#### Excerpted data ####
//! Support Desk - CLI entry point
//!
//! This binary drives the simulated call console and the support chat,
//! manages local accounts and prints records fetched from the remote API.

mod commands;

use clap::{Parser, Subcommand};
use commands::*;
use std::path::PathBuf;
use std::process::ExitCode;
use support_desk::account_store::{AccountStore, ProfileUpdate};
use support_desk::config::loader::ConfigLoader;
use support_desk::logging;

/// Support desk console
#[derive(Parser)]
#[command(name = "sdesk")]
#[command(version, about = "Support desk console: calls, accounts and records")]
struct Cli {
    /// Configuration file (defaults to the XDG config path)
    #[arg(long, global = true)]
    config: Option<PathBuf>,

    #[command(subcommand)]
    command: Commands,
}

/// Available subcommands for the sdesk CLI
#[derive(Subcommand)]
enum Commands {
    /// Open the interactive call console (reads intents from stdin)
    Call {
        /// Contact name shown in the console
        #[arg(long)]
        contact: Option<String>,
    },

    /// Open the support chat (reads messages from stdin)
    Chat {
        /// Name the support bot answers under
        #[arg(long)]
        agent: Option<String>,
    },

    /// Register a new account and log it in
    Signup {
        /// Display name
        #[arg(long)]
        name: String,
        /// Login email
        #[arg(long)]
        email: String,
        /// Password
        #[arg(long)]
        password: String,
    },

    /// Log in to an existing account
    Login {
        /// Login email
        #[arg(long)]
        email: String,
        /// Password
        #[arg(long)]
        password: String,
    },

    /// Log out of the current account
    Logout,

    /// Show the logged-in account
    Whoami {
        /// Print raw JSON
        #[arg(long)]
        json: bool,
    },

    /// Update the logged-in account
    Profile {
        /// New display name
        #[arg(long)]
        name: Option<String>,
        /// New login email
        #[arg(long)]
        email: Option<String>,
        /// New avatar initials
        #[arg(long)]
        avatar: Option<String>,
    },

    /// List users from the records API
    Users {
        /// Print raw JSON
        #[arg(long)]
        json: bool,
    },

    /// Show one user from the records API
    User {
        /// User ID
        id: u64,
        /// Print raw JSON
        #[arg(long)]
        json: bool,
    },

    /// List posts from the records API
    Posts {
        /// Maximum number of posts
        #[arg(long)]
        limit: Option<u32>,
        /// Print raw JSON
        #[arg(long)]
        json: bool,
    },

    /// Manage configuration file
    Config {
        #[command(subcommand)]
        action: ConfigAction,
    },
}

/// Actions for the `config` subcommand.
#[derive(Subcommand)]
enum ConfigAction {
    /// Create default configuration file
    Init {
        /// Overwrite existing configuration (creates backup)
        #[arg(long)]
        force: bool,
    },
    /// Show configuration file path
    Path,
    /// Validate configuration file
    Validate,
}

fn main() -> ExitCode {
    let cli = Cli::parse();
    let config_path = cli.config.as_deref();

    // Config commands must work even when the file is broken.
    if let Commands::Config { action } = &cli.command {
        logging::init("info");
        return match action {
            ConfigAction::Init { force } => run_config_init(config_path, *force),
            ConfigAction::Path => run_config_path(config_path),
            ConfigAction::Validate => run_config_validate(config_path),
        };
    }

    let config = match ConfigLoader::load(config_path) {
        Ok(config) => config,
        Err(e) => {
            eprintln!("Config error: {e}");
            return ExitCode::FAILURE;
        }
    };
    logging::init(config.logging.log_level.as_filter());

    let store = || AccountStore::open(config.accounts.resolved_path());

    match cli.command {
        Commands::Call { contact } => run_call_command(&config, contact),
        Commands::Chat { agent } => run_chat_command(&config, agent),
        Commands::Signup {
            name,
            email,
            password,
        } => run_signup_command(&store(), &name, &email, &password),
        Commands::Login { email, password } => run_login_command(&store(), &email, &password),
        Commands::Logout => run_logout_command(&store()),
        Commands::Whoami { json } => run_whoami_command(&store(), json),
        Commands::Profile {
            name,
            email,
            avatar,
        } => run_profile_command(
            &store(),
            ProfileUpdate {
                name,
                email,
                avatar,
            },
        ),
        Commands::Users { json } => run_users_command(&config.api, json),
        Commands::User { id, json } => run_user_command(&config.api, id, json),
        Commands::Posts { limit, json } => run_posts_command(&config.api, limit, json),
        Commands::Config { .. } => ExitCode::SUCCESS,
    }
}

#[cfg(test)]
mod cli_tests;
//! Configuration error types for loading and parsing TOML config files.

use std::path::PathBuf;
use thiserror::Error;

/// Errors that can occur when loading or parsing configuration.
#[derive(Error, Debug)]
pub enum ConfigError {
    /// Failed to read the configuration file from disk.
    #[error("Failed to read configuration file: {path}")]
    ReadError {
        /// Path to the file that could not be read.
        path: PathBuf,
        /// Underlying I/O error.
        #[source]
        source: std::io::Error,
    },

    /// The TOML content could not be parsed.
    #[error("Invalid configuration at {path}:{line}:{column}: {message}")]
    ParseError {
        /// Path to the file containing the error.
        path: PathBuf,
        /// One-based line index of the error (0 if unknown).
        line: usize,
        /// One-based column index of the error (0 if unknown).
        column: usize,
        /// Human-readable description of the parse failure.
        message: String,
    },

    /// A duration field does not hold a usable humantime string.
    #[error("Invalid duration for {field}: '{value}' ({message})")]
    InvalidDuration {
        /// Dotted key of the offending field, e.g. `session.ring_delay`.
        field: &'static str,
        /// Raw value from the file.
        value: String,
        /// Why it was rejected.
        message: String,
    },

    /// An explicitly requested configuration file does not exist.
    #[error("{message}\nPath: {path}")]
    NotFound {
        /// Path that was requested but does not exist.
        path: PathBuf,
        /// Custom error message.
        message: String,
    },

    /// A configuration file already exists at the target path.
    #[error("Configuration file already exists: {path}")]
    AlreadyExists {
        /// Path where the file already exists.
        path: PathBuf,
    },

    /// Failed to write a configuration file to disk.
    #[error("Failed to write configuration file: {path}")]
    WriteError {
        /// Path to the file that could not be written.
        path: PathBuf,
        /// Underlying I/O error.
        #[source]
        source: std::io::Error,
    },
}

#[cfg(test)]
mod tests {
    use super::*;

    #[test]
    fn display_read_error() {
        let err = ConfigError::ReadError {
            path: PathBuf::from("/etc/support-desk/config.toml"),
            source: std::io::Error::new(std::io::ErrorKind::PermissionDenied, "access denied"),
        };
        let msg = err.to_string();
        assert!(
            msg.contains("/etc/support-desk/config.toml"),
            "ReadError display should include the path"
        );
        assert!(
            msg.contains("Failed to read"),
            "ReadError display should describe the failure"
        );
    }

    #[test]
    fn display_parse_error() {
        let err = ConfigError::ParseError {
            path: PathBuf::from("config.toml"),
            line: 5,
            column: 12,
            message: "expected `=`".to_string(),
        };
        let msg = err.to_string();
        assert!(msg.contains("5:12"), "ParseError should include line:column");
        assert!(
            msg.contains("expected `=`"),
            "ParseError should include the message"
        );
    }

    #[test]
    fn display_invalid_duration() {
        let err = ConfigError::InvalidDuration {
            field: "session.ring_delay",
            value: "soon".to_string(),
            message: "expected number at 0".to_string(),
        };
        let msg = err.to_string();
        assert!(msg.contains("session.ring_delay"));
        assert!(msg.contains("'soon'"));
    }

    #[test]
    fn display_not_found_error() {
        let err = ConfigError::NotFound {
            path: PathBuf::from("/missing/config.toml"),
            message: "Configuration file not found".to_string(),
        };
        let msg = err.to_string();
        assert!(
            msg.contains("/missing/config.toml"),
            "NotFound display should include the path"
        );
        assert!(msg.starts_with("Configuration file not found"));
    }

    #[test]
    fn display_already_exists_error() {
        let err = ConfigError::AlreadyExists {
            path: PathBuf::from("/home/user/.config/support-desk/config.toml"),
        };
        let msg = err.to_string();
        assert!(
            msg.contains("already exists"),
            "AlreadyExists display should mention 'already exists'"
        );
    }

    #[test]
    fn write_error_source_chain() {
        let err = ConfigError::WriteError {
            path: PathBuf::from("/tmp/config.toml"),
            source: std::io::Error::new(std::io::ErrorKind::PermissionDenied, "denied"),
        };
        assert!(err.to_string().contains("/tmp/config.toml"));
        assert!(std::error::Error::source(&err).is_some());
    }
}
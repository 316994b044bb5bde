//! Line-oriented call console.
//!
//! Reads one intent per line (`start`, `end`, `mute`, `video`, `status`,
//! `help`, `quit`) and writes one line for every [`SessionUpdate`] the
//! controller broadcasts. Ticks are rendered like any other update, so the
//! `MM:SS` counter advances once per second while connected.

use crate::session::SessionController;
use crate::{format_elapsed, CallStatus, SessionSnapshot, SessionUpdate, UpdateKind};
use std::fmt;
use std::str::FromStr;
use tokio::io::{AsyncBufRead, AsyncBufReadExt, AsyncWrite, AsyncWriteExt};
use tokio::sync::broadcast::error::{RecvError, TryRecvError};

/// Help text printed by the `help` intent.
pub const HELP: &str = "commands: start | end | mute | video | status | help | quit";

/// A user intent read from the console.
#[derive(Debug, Clone, Copy, PartialEq, Eq)]
pub enum Intent {
    /// Place a call.
    Start,
    /// Hang up.
    End,
    /// Flip the microphone.
    Mute,
    /// Flip the camera.
    Video,
    /// Print the current state.
    Status,
    /// Print the command list.
    Help,
    /// Leave the console.
    Quit,
}

impl fmt::Display for Intent {
    fn fmt(&self, f: &mut fmt::Formatter<'_>) -> fmt::Result {
        let s = match self {
            Intent::Start => "start",
            Intent::End => "end",
            Intent::Mute => "mute",
            Intent::Video => "video",
            Intent::Status => "status",
            Intent::Help => "help",
            Intent::Quit => "quit",
        };
        write!(f, "{}", s)
    }
}

/// Error type for parsing Intent from string.
#[derive(Debug, Clone, PartialEq, Eq)]
pub struct ParseIntentError(pub String);

impl fmt::Display for ParseIntentError {
    fn fmt(&self, f: &mut fmt::Formatter<'_>) -> fmt::Result {
        write!(f, "unknown command: {} ({})", self.0, HELP)
    }
}

impl std::error::Error for ParseIntentError {}

impl FromStr for Intent {
    type Err = ParseIntentError;

    fn from_str(s: &str) -> Result<Self, Self::Err> {
        match s.trim().to_lowercase().as_str() {
            "start" | "call" | "s" => Ok(Intent::Start),
            "end" | "hangup" | "e" => Ok(Intent::End),
            "mute" | "m" => Ok(Intent::Mute),
            "video" | "camera" | "v" => Ok(Intent::Video),
            "status" | "?" => Ok(Intent::Status),
            "help" | "h" => Ok(Intent::Help),
            "quit" | "exit" | "q" => Ok(Intent::Quit),
            _ => Err(ParseIntentError(s.trim().to_string())),
        }
    }
}

/// The remote party shown in the console.
#[derive(Debug, Clone, PartialEq, Eq)]
pub struct Contact {
    /// Display name.
    pub name: String,
    /// Short initials shown next to the name.
    pub initials: String,
}

impl Contact {
    /// Contact with initials derived from `name`.
    pub fn named(name: impl Into<String>) -> Self {
        let name = name.into();
        let initials = account_store::avatar_initials(&name);
        Self { name, initials }
    }
}

/// Renders the one-line view of a session.
///
/// ```
/// use support_desk::console::{render_snapshot, Contact};
/// use support_desk::SessionSnapshot;
///
/// let contact = Contact::named("Sarah Wilson");
/// let line = render_snapshot(&contact, &SessionSnapshot::default());
/// assert_eq!(line, "Sarah Wilson (SW) - Ready to start session");
/// ```
pub fn render_snapshot(contact: &Contact, snapshot: &SessionSnapshot) -> String {
    match snapshot.status {
        CallStatus::Idle => format!(
            "{} ({}) - Ready to start session",
            contact.name, contact.initials
        ),
        CallStatus::Ringing => format!("Calling {}...", contact.name),
        CallStatus::Connected => format!(
            "[{}] {} ({}) | mic {} | camera {}",
            format_elapsed(snapshot.elapsed_seconds),
            contact.name,
            contact.initials,
            if snapshot.muted { "muted" } else { "on" },
            if snapshot.video_enabled { "on" } else { "off" },
        ),
        CallStatus::Ended => format!(
            "Call Ended - Duration: {}",
            format_elapsed(snapshot.elapsed_seconds)
        ),
    }
}

/// Renders one broadcast update.
pub fn render_update(contact: &Contact, update: &SessionUpdate) -> String {
    match update.kind {
        UpdateKind::Mute if update.snapshot.muted => "Microphone muted".to_string(),
        UpdateKind::Mute => "Microphone on".to_string(),
        UpdateKind::Video if update.snapshot.video_enabled => "Camera on".to_string(),
        UpdateKind::Video => "Camera off".to_string(),
        UpdateKind::Transition { .. } | UpdateKind::Tick => {
            render_snapshot(contact, &update.snapshot)
        }
    }
}

/// Drives `controller` from `reader` until `quit` or end of input.
///
/// Every update broadcast while the console runs is written to `writer`.
/// Intents that are not valid in the current status are reported and
/// otherwise ignored.
pub async fn run<R, W>(
    controller: &SessionController,
    contact: &Contact,
    reader: R,
    mut writer: W,
) -> std::io::Result<()>
where
    R: AsyncBufRead + Unpin,
    W: AsyncWrite + Unpin,
{
    let mut updates = controller.subscribe();
    let mut lines = reader.lines();

    let initial = controller.snapshot().await;
    write_line(&mut writer, &render_snapshot(contact, &initial)).await?;

    loop {
        tokio::select! {
            line = lines.next_line() => {
                let Some(line) = line? else {
                    tracing::debug!("console input closed");
                    break;
                };
                if line.trim().is_empty() {
                    continue;
                }
                let intent = match line.parse::<Intent>() {
                    Ok(intent) => intent,
                    Err(e) => {
                        write_line(&mut writer, &e.to_string()).await?;
                        continue;
                    }
                };
                if intent == Intent::Quit {
                    break;
                }
                if let Some(reply) = dispatch(controller, contact, intent).await {
                    write_line(&mut writer, &reply).await?;
                }
            }
            update = updates.recv() => match update {
                Ok(update) => write_line(&mut writer, &render_update(contact, &update)).await?,
                Err(RecvError::Lagged(skipped)) => {
                    tracing::warn!(skipped, "console fell behind session updates");
                }
                Err(RecvError::Closed) => break,
            },
        }
    }

    // Updates caused by the last intents may still be queued.
    loop {
        match updates.try_recv() {
            Ok(update) => write_line(&mut writer, &render_update(contact, &update)).await?,
            Err(TryRecvError::Lagged(_)) => continue,
            Err(_) => break,
        }
    }

    writer.flush().await
}

/// Applies `intent`; returns a line to print when there is no update to
/// show for it.
async fn dispatch(controller: &SessionController, contact: &Contact, intent: Intent) -> Option<String> {
    let applied = match intent {
        Intent::Start => controller.start_session().await,
        Intent::End => controller.end_session().await,
        Intent::Mute => controller.toggle_mute().await,
        Intent::Video => controller.toggle_video().await,
        Intent::Status => {
            return Some(render_snapshot(contact, &controller.snapshot().await));
        }
        Intent::Help => return Some(HELP.to_string()),
        Intent::Quit => return None,
    };
    if applied {
        None
    } else {
        let status = controller.snapshot().await.status;
        Some(format!("{} ignored while {}", intent, status))
    }
}

async fn write_line<W: AsyncWrite + Unpin>(writer: &mut W, line: &str) -> std::io::Result<()> {
    writer.write_all(line.as_bytes()).await?;
    writer.write_all(b"\n").await?;
    writer.flush().await
}
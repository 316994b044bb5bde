//! HTTP client for the mock records API.
//!
//! This module provides blocking GET helpers for the `/users` and `/posts`
//! collections. It handles URL building, status mapping and JSON decoding.
//! Failures are logged and returned; nothing is retried.

use crate::error::ApiError;
use crate::types::{Post, User};
use serde::de::DeserializeOwned;
use std::time::Duration;

/// Public mock API serving the users and posts collections.
pub const DEFAULT_BASE_URL: &str = "https://jsonplaceholder.typicode.com";

/// Request timeout used by [`Client::default`].
pub const DEFAULT_TIMEOUT: Duration = Duration::from_secs(10);

/// Blocking client bound to one API base URL.
///
/// # Example
///
/// ```rust,ignore
/// use records_api::Client;
///
/// let client = Client::default();
/// let posts = client.fetch_posts(Some(5))?;
/// assert!(posts.len() <= 5);
/// ```
#[cfg(feature = "blocking")]
#[derive(Debug, Clone)]
pub struct Client {
    http: reqwest::blocking::Client,
    base_url: String,
}

#[cfg(feature = "blocking")]
impl Client {
    /// Creates a client for `base_url` with the default timeout.
    ///
    /// A trailing `/` on the base URL is ignored.
    pub fn new(base_url: impl Into<String>) -> Self {
        Self::with_timeout(base_url, DEFAULT_TIMEOUT)
    }

    /// Creates a client for `base_url` whose requests give up after `timeout`.
    pub fn with_timeout(base_url: impl Into<String>, timeout: Duration) -> Self {
        let http = reqwest::blocking::Client::builder()
            .timeout(timeout)
            .build()
            .unwrap_or_else(|e| {
                log::warn!("falling back to default HTTP client: {}", e);
                reqwest::blocking::Client::new()
            });
        let base_url = base_url.into().trim_end_matches('/').to_string();
        Self { http, base_url }
    }

    /// Base URL requests are sent to, without trailing slash.
    pub fn base_url(&self) -> &str {
        &self.base_url
    }

    /// Fetch every record of the `/users` collection.
    ///
    /// # Errors
    ///
    /// Returns [`ApiError`] on transport failure, non-200 status or a body
    /// that does not decode as a list of users.
    pub fn fetch_users(&self) -> Result<Vec<User>, ApiError> {
        self.get_json("/users", "users")
    }

    /// Fetch posts, optionally capped to the first `limit` records.
    ///
    /// A limit of `None` fetches the whole collection. `Some(0)` is sent
    /// as-is; the server decides what an empty page looks like.
    pub fn fetch_posts(&self, limit: Option<u32>) -> Result<Vec<Post>, ApiError> {
        let path = posts_path(limit);
        self.get_json(&path, "posts")
    }

    /// Fetch a single user by id.
    ///
    /// # Errors
    ///
    /// Returns [`ApiError::NotFound`] when the id does not exist.
    pub fn fetch_user_by_id(&self, id: u64) -> Result<User, ApiError> {
        self.get_json(&format!("/users/{}", id), &format!("user {}", id))
    }

    fn get_json<T: DeserializeOwned>(&self, path: &str, resource: &str) -> Result<T, ApiError> {
        let url = format!("{}{}", self.base_url, path);
        log::debug!("GET {}", url);

        let result = self
            .http
            .get(&url)
            .send()
            .map_err(|e| ApiError::Network {
                resource: resource.to_string(),
                message: e.to_string(),
            })
            .and_then(|response| map_response(response, resource))
            .and_then(|body| {
                serde_json::from_str(&body).map_err(|e| ApiError::Parse {
                    resource: resource.to_string(),
                    message: e.to_string(),
                })
            });

        if let Err(e) = &result {
            log::error!("Error fetching {}: {}", resource, e);
        }
        result
    }
}

#[cfg(feature = "blocking")]
impl Default for Client {
    fn default() -> Self {
        Self::new(DEFAULT_BASE_URL)
    }
}

/// Map HTTP response to body text, handling error status codes.
#[cfg(feature = "blocking")]
fn map_response(response: reqwest::blocking::Response, resource: &str) -> Result<String, ApiError> {
    let status = response.status().as_u16();

    match status {
        200..=299 => response.text().map_err(|e| ApiError::Network {
            resource: resource.to_string(),
            message: e.to_string(),
        }),
        404 => Err(ApiError::NotFound {
            resource: resource.to_string(),
        }),
        500..=599 => Err(ApiError::Server {
            resource: resource.to_string(),
            status,
        }),
        _ => Err(ApiError::Unexpected {
            resource: resource.to_string(),
            status,
        }),
    }
}

fn posts_path(limit: Option<u32>) -> String {
    match limit {
        Some(n) => format!("/posts?_limit={}", n),
        None => "/posts".to_string(),
    }
}
//! Records commands: fetch users and posts from the remote API.

use serde::Serialize;
use std::process::ExitCode;
use support_desk::config::schema::ApiConfig;
use support_desk::records_api::{ApiError, Client, Post, User};

/// Builds a client from the `[api]` section.
fn client(api: &ApiConfig) -> Result<Client, String> {
    let timeout = api.timeout().map_err(|e| e.to_string())?;
    Ok(Client::with_timeout(api.base_url.clone(), timeout))
}

/// Prints `value` as JSON or with `plain`, or the error.
fn report<T: Serialize>(
    result: Result<T, ApiError>,
    json: bool,
    plain: impl FnOnce(&T),
) -> ExitCode {
    match result {
        Ok(value) if json => match serde_json::to_string_pretty(&value) {
            Ok(s) => {
                println!("{}", s);
                ExitCode::SUCCESS
            }
            Err(e) => {
                eprintln!("Error: failed to encode JSON: {}", e);
                ExitCode::FAILURE
            }
        },
        Ok(value) => {
            plain(&value);
            ExitCode::SUCCESS
        }
        Err(e) => {
            eprintln!("Error: {}", e);
            ExitCode::FAILURE
        }
    }
}

fn user_row(user: &User) {
    println!(
        "{:>4}  {:<24}  {:<28}  {}",
        user.id, user.name, user.email, user.company.name
    );
}

fn post_row(post: &Post) {
    println!("{:>4}  user {:>3}  {}", post.id, post.user_id, post.title);
}

pub(crate) fn run_users_command(api: &ApiConfig, json: bool) -> ExitCode {
    let client = match client(api) {
        Ok(c) => c,
        Err(e) => {
            eprintln!("Error: {}", e);
            return ExitCode::FAILURE;
        }
    };
    report(client.fetch_users(), json, |users: &Vec<User>| {
        users.iter().for_each(user_row)
    })
}

pub(crate) fn run_user_command(api: &ApiConfig, id: u64, json: bool) -> ExitCode {
    let client = match client(api) {
        Ok(c) => c,
        Err(e) => {
            eprintln!("Error: {}", e);
            return ExitCode::FAILURE;
        }
    };
    report(client.fetch_user_by_id(id), json, |user: &User| {
        println!("{} (@{})", user.name, user.username);
        println!("  email:   {}", user.email);
        println!("  phone:   {}", user.phone);
        println!("  website: {}", user.website);
        println!("  company: {}", user.company.name);
    })
}

pub(crate) fn run_posts_command(api: &ApiConfig, limit: Option<u32>, json: bool) -> ExitCode {
    let client = match client(api) {
        Ok(c) => c,
        Err(e) => {
            eprintln!("Error: {}", e);
            return ExitCode::FAILURE;
        }
    };
    report(client.fetch_posts(limit), json, |posts: &Vec<Post>| {
        posts.iter().for_each(post_row)
    })
}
####
__What to work on__.
Across the entries, how many lines include the string "input"? The answer should be only a number.

__Exercise result__.
2